The Court has scheduled the Settlement Hearing to be held on _______________, 2010, at __________ ___.m. in Courtroom ___ of the James A. Byrne United States Courthouse, 601 Market Street, Philadelphia, Pennsylvania 19106-1797 to:  (1) determine whether the Settlement should be approved by the Court as fair, reasonable, adequate and in the best interests of Herley; (2) determine whether final judgment should be entered pursuant to the Stipulation dismissing the Action with prejudice and extinguishing and releasing all Settled Claims and barring and enjoining prosecution of any and all Settled Claims; (3) rule on an application of Plaintiffs’ counsel in the Action for an award of attorneys’ fees and reimbursement of expenses; and (4)  rule on such matters as the Court may deem appropriate.
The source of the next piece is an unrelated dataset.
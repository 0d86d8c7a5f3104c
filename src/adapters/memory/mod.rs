//! In-memory adapters for development and tests.

mod conversation_store;

pub use conversation_store::InMemoryConversationStore;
The Court has reserved the right to adjourn the Settlement Hearing or any part thereof, without further notice of any kind other than oral announcement at the Settlement Hearing or any adjournment thereof.  The Court has also reserved the right to approve the Settlement with or without modification, to enter an Order and Final Judgment, and to order the payment of attorneys’ fees and expenses without further notice of any kind.

 
B-7

 
VII.           YOUR RIGHT TO APPEAR AND OBJECT

Any common shareholder of Herley who objects to:  (1) the Settlement; (2) the dismissal of the Action; (3) the judgments to be entered with respect to the dismissal of the Action; and/or (4) Plaintiffs’ counsel’s award of attorneys’ fees and expenses, or who otherwise wishes to be heard, may appear in person or by their attorney at the Settlement Hearing.  If you wish to do so, however, you must, not later than ten (10) business days prior to the Settlement Hearing (unless the Court in its discretion shall otherwise direct for good cause shown), file with the Clerk of the Court: (1) a written notice of your intention to appear that includes your name, address and telephone number, and identifies your holdings of Herley common shares after June, 2006; (2) a statement of your objections to any matters before the Court; and (3) the grounds therefore or the reasons you desire to appear and be heard, as well as all documents or writings you desire the Court to consider.  On or before the date you file such papers, you must serve them upon the following attorneys by hand or overnight mail:
 
GARDY & NOTIS, LLP
560 Sylvan Avenue
Englewood Cliffs, NJ 07632
Attn: James S. Notis, Esquire
 
LAW OFFICES OF
BERNARD M. GROSS
Suite 450, Wanamaker Building
100 Penn Square East
Philadelphia, PA 19107
Attn: Deborah R. Gross, Esquire
 
Counsel for Plaintiffs
 
BLANK ROME LLP
One Logan Square
18th & Arch Streets
Philadelphia, PA 19103
Attn:  James T. Smith, Esquire
 
Counsel for Defendants
 
LAMB McERLANE, PC
24 East Market Street
P.O. Box 565
West Chester, PA 19381
Attn:  Joel Frank, Esquire
 
Counsel for Herley Industries, Inc.
 
Any common shareholder of Herley who does not object to the Settlement or Plaintiffs’ counsel’s application for an award of attorneys’ fees and reimbursement of expenses need not do anything.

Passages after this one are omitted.